Erich Vieth is an attorney focusing on civil rights (including First Amendment), consumer law litigation and appellate practice. At this website often writes about censorship, corporate news media corruption and cognitive science. He is also a working musician, artist and a writer, having founded Dangerous Intersection in 2006. Erich lives in St. Louis, Missouri with his two daughters.

This Post Has 3 Comments

  1. Avatar of Erich Vieth
    Erich Vieth

    From Lauri Mazur at Alternet:

    In the last half-century, we've learned a lot about why we should slow population growth, and we've also learned how. We now know that the best way to slow population growth is not with top-down "population control," but by ensuring that all people are able to make real choices about sexuality and reproduction.

    That means access to voluntary family planning and other reproductive-health information and services. It means education and employment opportunities, especially for women. And it means tackling the deep inequities — gender and economic — that prevent people from making meaningful choices about childbearing. Each of these interventions is vitally important in its own right as a matter of human rights and social justice. Together, they will help shape a sustainable, equitable future.
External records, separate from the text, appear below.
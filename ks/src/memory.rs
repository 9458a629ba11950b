//! In-process KvStore with the same atomicity contract as the SQLite backend

use std::collections::HashMap;
use std::sync::{Arc, Mutex, MutexGuard};
use std::time::Duration;

use tracing::debug;

use crate::clock::{Clock, SystemClock};
use crate::kv::{KvError, KvResult, KvStore, parse_counter, remaining};

#[derive(Debug, Clone)]
struct Entry {
    value: String,
    expires_at: Option<i64>,
}

impl Entry {
    fn is_live(&self, now_ms: i64) -> bool {
        self.expires_at.is_none_or(|at| at > now_ms)
    }
}

#[derive(Debug, Default)]
struct Inner {
    entries: HashMap<String, Entry>,
    unavailable: bool,
}

/// Shared in-memory store
///
/// Clones share the same entries, so several simulated replicas can
/// coordinate through one instance. `set_available(false)` makes every
/// operation fail with [`KvError::Unavailable`] while leaving the data in
/// place, which models an outage of a store that retains its state.
#[derive(Debug, Clone)]
pub struct MemoryStore {
    inner: Arc<Mutex<Inner>>,
    clock: Arc<dyn Clock>,
}

impl Default for MemoryStore {
    fn default() -> Self {
        Self::new()
    }
}

impl MemoryStore {
    pub fn new() -> Self {
        Self::with_clock(Arc::new(SystemClock))
    }

    pub fn with_clock(clock: Arc<dyn Clock>) -> Self {
        Self {
            inner: Arc::new(Mutex::new(Inner::default())),
            clock,
        }
    }

    /// Toggle the simulated outage
    pub fn set_available(&self, available: bool) {
        debug!(available, "MemoryStore::set_available: called");
        if let Ok(mut inner) = self.inner.lock() {
            inner.unavailable = !available;
        }
    }

    /// Number of live keys
    pub fn len(&self) -> usize {
        let now = self.clock.now_ms();
        self.inner
            .lock()
            .map(|inner| inner.entries.values().filter(|e| e.is_live(now)).count())
            .unwrap_or(0)
    }

    pub fn is_empty(&self) -> bool {
        self.len() == 0
    }

    fn lock(&self) -> KvResult<MutexGuard<'_, Inner>> {
        let inner = self
            .inner
            .lock()
            .map_err(|_| KvError::Unavailable("memory store mutex poisoned".to_string()))?;
        if inner.unavailable {
            return Err(KvError::Unavailable("simulated outage".to_string()));
        }
        Ok(inner)
    }

    fn live<'a>(inner: &'a mut Inner, key: &str, now: i64) -> Option<&'a mut Entry> {
        if inner.entries.get(key).is_some_and(|e| !e.is_live(now)) {
            inner.entries.remove(key);
        }
        inner.entries.get_mut(key)
    }
}

impl KvStore for MemoryStore {
    fn incr_with_ttl(&mut self, key: &str, ttl: Duration) -> KvResult<i64> {
        let now = self.clock.now_ms();
        let mut inner = self.lock()?;
        if let Some(entry) = Self::live(&mut inner, key, now) {
            let next = parse_counter(key, &entry.value)? + 1;
            entry.value = next.to_string();
            return Ok(next);
        }
        inner.entries.insert(
            key.to_string(),
            Entry {
                value: "1".to_string(),
                expires_at: Some(now + ttl.as_millis() as i64),
            },
        );
        Ok(1)
    }

    fn set_nx(&mut self, key: &str, value: &str, ttl: Duration) -> KvResult<bool> {
        let now = self.clock.now_ms();
        let mut inner = self.lock()?;
        if Self::live(&mut inner, key, now).is_some() {
            return Ok(false);
        }
        inner.entries.insert(
            key.to_string(),
            Entry {
                value: value.to_string(),
                expires_at: Some(now + ttl.as_millis() as i64),
            },
        );
        Ok(true)
    }

    fn get(&mut self, key: &str) -> KvResult<Option<String>> {
        let now = self.clock.now_ms();
        let mut inner = self.lock()?;
        Ok(Self::live(&mut inner, key, now).map(|e| e.value.clone()))
    }

    fn set(&mut self, key: &str, value: &str, ttl: Option<Duration>) -> KvResult<()> {
        let now = self.clock.now_ms();
        let mut inner = self.lock()?;
        inner.entries.insert(
            key.to_string(),
            Entry {
                value: value.to_string(),
                expires_at: ttl.map(|t| now + t.as_millis() as i64),
            },
        );
        Ok(())
    }

    fn delete(&mut self, key: &str) -> KvResult<bool> {
        let now = self.clock.now_ms();
        let mut inner = self.lock()?;
        Ok(inner.entries.remove(key).is_some_and(|e| e.is_live(now)))
    }

    fn delete_if_equals(&mut self, key: &str, expected: &str) -> KvResult<bool> {
        let now = self.clock.now_ms();
        let mut inner = self.lock()?;
        let matches = Self::live(&mut inner, key, now).is_some_and(|e| e.value == expected);
        if matches {
            inner.entries.remove(key);
        }
        Ok(matches)
    }

    fn ttl(&mut self, key: &str) -> KvResult<Option<Duration>> {
        let now = self.clock.now_ms();
        let mut inner = self.lock()?;
        Ok(Self::live(&mut inner, key, now).and_then(|e| remaining(e.expires_at, now)))
    }

    fn purge_expired(&mut self) -> KvResult<usize> {
        let now = self.clock.now_ms();
        let mut inner = self.lock()?;
        let before = inner.entries.len();
        inner.entries.retain(|_, e| e.is_live(now));
        Ok(before - inner.entries.len())
    }
}

#[cfg(test)]
mod tests {
    use super::*;
    use crate::clock::ManualClock;

    fn store_at(start_ms: i64) -> (MemoryStore, ManualClock) {
        let clock = ManualClock::new(start_ms);
        (MemoryStore::with_clock(Arc::new(clock.clone())), clock)
    }

    #[test]
    fn test_incr_sets_ttl_only_on_creation() {
        let (mut store, clock) = store_at(0);
        let ttl = Duration::from_secs(60);

        assert_eq!(store.incr_with_ttl("c", ttl).unwrap(), 1);
        clock.advance(Duration::from_secs(30));
        assert_eq!(store.incr_with_ttl("c", ttl).unwrap(), 2);

        // Expiry still anchored at the first increment
        assert_eq!(store.ttl("c").unwrap(), Some(Duration::from_secs(30)));

        clock.advance(Duration::from_secs(30));
        assert_eq!(store.get("c").unwrap(), None);
        assert_eq!(store.incr_with_ttl("c", ttl).unwrap(), 1);
    }

    #[test]
    fn test_incr_rejects_non_integer() {
        let (mut store, _) = store_at(0);
        store.set("c", "abc", None).unwrap();
        let err = store.incr_with_ttl("c", Duration::from_secs(1)).unwrap_err();
        assert!(matches!(err, KvError::Corrupt { .. }));
        assert!(!err.is_transient());
    }

    #[test]
    fn test_set_nx_respects_expiry() {
        let (mut store, clock) = store_at(0);
        let ttl = Duration::from_millis(500);

        assert!(store.set_nx("lock", "a", ttl).unwrap());
        assert!(!store.set_nx("lock", "b", ttl).unwrap());

        clock.advance(Duration::from_millis(500));
        assert!(store.set_nx("lock", "b", ttl).unwrap());
        assert_eq!(store.get("lock").unwrap().as_deref(), Some("b"));
    }

    #[test]
    fn test_delete_if_equals() {
        let (mut store, _) = store_at(0);
        store.set("lock", "mine", Some(Duration::from_secs(1))).unwrap();

        assert!(!store.delete_if_equals("lock", "theirs").unwrap());
        assert!(store.delete_if_equals("lock", "mine").unwrap());
        assert!(!store.delete_if_equals("lock", "mine").unwrap());
    }

    #[test]
    fn test_delete_expired_reports_false() {
        let (mut store, clock) = store_at(0);
        store.set("k", "v", Some(Duration::from_millis(10))).unwrap();
        clock.advance(Duration::from_millis(10));
        assert!(!store.delete("k").unwrap());
    }

    #[test]
    fn test_outage_keeps_data() {
        let (mut store, _) = store_at(0);
        store.set("k", "v", None).unwrap();

        let handle = store.clone();
        handle.set_available(false);
        assert!(store.get("k").unwrap_err().is_transient());
        assert!(store.incr_with_ttl("n", Duration::from_secs(1)).is_err());

        handle.set_available(true);
        assert_eq!(store.get("k").unwrap().as_deref(), Some("v"));
        assert_eq!(store.get("n").unwrap(), None);
    }

    #[test]
    fn test_purge_expired() {
        let (mut store, clock) = store_at(0);
        store.set("a", "1", Some(Duration::from_millis(5))).unwrap();
        store.set("b", "1", None).unwrap();
        clock.advance(Duration::from_millis(5));

        assert_eq!(store.purge_expired().unwrap(), 1);
        assert_eq!(store.len(), 1);
    }
}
  2. Avatar of Niklaus Pfirsig
    Niklaus Pfirsig

    Several years ago, when the Chinese government put a program in place to limit population growth, people in the Western world called it evil, inhumane and a violation of human rights.
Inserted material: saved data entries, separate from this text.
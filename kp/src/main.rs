//! kp - keypace command line
//!
//! Submits work, runs the scheduler loop and inspects coordination state.

use std::fs;
use std::path::PathBuf;

use clap::Parser;
use colored::Colorize;
use eyre::{Context, Result};
use tokio::sync::mpsc;
use tracing::{debug, info};

use keypace::cli::{Cli, Command, OutputFormat, get_log_path};
use keypace::{AdmissionResult, App, Config, read_completions};

fn parse_level(level_str: Option<&str>) -> tracing::Level {
    match level_str.map(str::to_uppercase).as_deref() {
        Some("TRACE") => tracing::Level::TRACE,
        Some("DEBUG") => tracing::Level::DEBUG,
        Some("INFO") | None => tracing::Level::INFO,
        Some("WARN") | Some("WARNING") => tracing::Level::WARN,
        Some("ERROR") => tracing::Level::ERROR,
        Some(other) => {
            eprintln!("Warning: Unknown log-level '{}', defaulting to INFO", other);
            tracing::Level::INFO
        }
    }
}

fn setup_logging(cli_log_level: Option<&str>, config_log_level: Option<&str>, to_stderr: bool) -> Result<()> {
    // Priority: CLI --log-level > config file > INFO
    let level = parse_level(cli_log_level.or(config_log_level));
    let filter = tracing_subscriber::EnvFilter::from_default_env().add_directive(level.into());

    if to_stderr {
        tracing_subscriber::fmt()
            .with_writer(std::io::stderr)
            .with_env_filter(filter)
            .init();
    } else {
        let log_path = get_log_path();
        if let Some(log_dir) = log_path.parent() {
            fs::create_dir_all(log_dir).context("Failed to create log directory")?;
        }
        let log_file = fs::OpenOptions::new()
            .create(true)
            .append(true)
            .open(&log_path)
            .context("Failed to open log file")?;

        tracing_subscriber::fmt()
            .with_writer(log_file)
            .with_ansi(false)
            .with_env_filter(filter)
            .init();
    }

    info!("Logging initialized (level: {:?})", level);
    Ok(())
}

#[tokio::main]
async fn main() -> Result<()> {
    let cli = Cli::parse();

    let config_log_level = Config::load_log_level(cli.config.as_ref());
    setup_logging(cli.log_level.as_deref(), config_log_level.as_deref(), cli.log_stderr)
        .context("Failed to setup logging")?;

    let mut config = Config::load(cli.config.as_ref()).context("Failed to load configuration")?;

    debug!(command = ?cli.command, "main: dispatching command");
    match cli.command {
        Command::Submit {
            work_key,
            count,
            format,
        } => cmd_submit(&config, &work_key, count, format).await,
        Command::Worker {
            replica_id,
            concurrency,
        } => {
            if replica_id.is_some() {
                config.replica_id = replica_id;
            }
            if let Some(n) = concurrency {
                config.scheduler.max_concurrent = n;
            }
            cmd_worker(&config).await
        }
        Command::Run { work_key, count } => cmd_run(&config, &work_key, count).await,
        Command::Status { work_key, format } => cmd_status(&config, &work_key, format).await,
        Command::Log { key, lines } => cmd_log(&config, key.as_deref(), lines),
        Command::Queue { dead, format } => cmd_queue(&config, dead, format).await,
    }
}

fn print_result(index: usize, result: &AdmissionResult, format: OutputFormat) -> Result<()> {
    match format {
        OutputFormat::Json => println!("{}", serde_json::to_string(result)?),
        OutputFormat::Text => {
            let line = match result {
                AdmissionResult::Admitted => "admitted".green().to_string(),
                AdmissionResult::AdmittedDelayed { delay_ms } => {
                    format!("{} ({}ms)", "admitted, delayed".yellow(), delay_ms)
                }
                AdmissionResult::Rejected { reason } => format!("{}: {}", "rejected".red(), reason),
                AdmissionResult::TransientFailure { reason } => {
                    format!("{}: {}", "transient failure".red().bold(), reason)
                }
            };
            println!("{:>4}  {}", index + 1, line);
        }
    }
    Ok(())
}

async fn submit_all(app: &App, work_key: &str, count: usize, format: OutputFormat) -> Result<Vec<AdmissionResult>> {
    let mut results = Vec::with_capacity(count);
    for i in 0..count {
        let result = app.submit(work_key).await;
        print_result(i, &result, format)?;
        results.push(result);
    }
    Ok(results)
}

async fn cmd_submit(config: &Config, work_key: &str, count: usize, format: OutputFormat) -> Result<()> {
    let app = App::open(config)?;
    let results = submit_all(&app, work_key, count, format).await?;

    if results.iter().any(|r| matches!(r, AdmissionResult::Rejected { .. } | AdmissionResult::TransientFailure { .. })) {
        return Err(eyre::eyre!("Not every request was admitted"));
    }
    Ok(())
}

async fn cmd_worker(config: &Config) -> Result<()> {
    let app = App::open(config)?;
    println!(
        "{} replica {} (concurrency {})",
        "Worker started:".green(),
        app.replica_id(),
        config.scheduler.max_concurrent
    );

    let (shutdown_tx, shutdown_rx) = mpsc::channel(1);
    tokio::spawn(async move {
        if tokio::signal::ctrl_c().await.is_ok() {
            let _ = shutdown_tx.send(()).await;
        }
    });

    let stats = app.worker().run(shutdown_rx).await;
    println!(
        "{} {} completed, {} failed, {} dead-lettered",
        "Worker stopped:".yellow(),
        stats.completed,
        stats.failed,
        stats.dead_lettered
    );
    Ok(())
}

async fn cmd_run(config: &Config, work_key: &str, count: usize) -> Result<()> {
    let app = App::open(config)?;
    submit_all(&app, work_key, count, OutputFormat::Text).await?;

    println!("{}", "Processing queue...".cyan());
    let stats = app.worker().run_until_idle().await?;
    println!(
        "{} {} completed, {} failed, {} lock retries, {}ms spacing wait",
        "Done:".green(),
        stats.completed,
        stats.failed,
        stats.lock_retries,
        stats.spacing_wait.as_millis()
    );
    println!("Completion log: {}", config.executor.log_path().display());
    Ok(())
}

async fn cmd_status(config: &Config, work_key: &str, format: OutputFormat) -> Result<()> {
    let app = App::open(config)?;
    let status = app.status(work_key).await?;
    match format {
        OutputFormat::Json => println!("{}", serde_json::to_string_pretty(&status)?),
        OutputFormat::Text => println!("{}", status),
    }
    Ok(())
}

fn cmd_log(config: &Config, key: Option<&str>, lines: usize) -> Result<()> {
    let path: PathBuf = config.executor.log_path();
    let records = read_completions(&path, key).context(format!("Failed to read {}", path.display()))?;
    if records.is_empty() {
        println!("{}", "No completions recorded".dimmed());
        return Ok(());
    }

    let skip = records.len().saturating_sub(lines);
    for record in &records[skip..] {
        println!(
            "{}  {:<20}  {}",
            record.completed_at.to_rfc3339().dimmed(),
            record.work_key.bold(),
            record.replica
        );
    }
    Ok(())
}

async fn cmd_queue(config: &Config, dead: bool, format: OutputFormat) -> Result<()> {
    let app = App::open(config)?;
    let stats = app.queue().stats().await?;

    match format {
        OutputFormat::Json => println!("{}", serde_json::to_string_pretty(&stats)?),
        OutputFormat::Text => {
            println!("Ready:    {}", stats.ready);
            println!("Delayed:  {}", stats.delayed);
            println!("Leased:   {}", stats.leased);
            println!("Dead:     {}", stats.dead);
        }
    }

    if dead {
        let items = app.queue().dead_letters(50).await?;
        match format {
            OutputFormat::Json => println!("{}", serde_json::to_string_pretty(&items)?),
            OutputFormat::Text => {
                for item in items {
                    println!(
                        "{}  {}  attempts={}  {}",
                        item.id.dimmed(),
                        item.work_key.bold(),
                        item.attempts,
                        item.last_error.unwrap_or_default().red()
                    );
                }
            }
        }
    }
    Ok(())
}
  3. Avatar of Erich Vieth
    Erich Vieth

    From New Scientist, the United States is the world's most overpopulated country on the planet:

    [T]he key population-related issue is the destructive pressure human activity is exerting on our life-support systems, posing a growing threat to the sustainability of civilisation. Of course, this is not all because of human numbers; it also has to do with how much each of us consumes. That's why, in our view, the US with its population of over 300 million and high per capita consumption should be seen as Earth's most overpopulated nation. It is also why the emergence of "new consumers" constitutes a major additional assault on global life-support systems. Moreover, the 2.3 billion people likely to be added to the human population by 2050 will undermine those systems much more seriously than did the previous 2.3 billion, as each additional person will, on average, have to be supported by scarcer, lower-quality resources imposing ever greater environmental costs.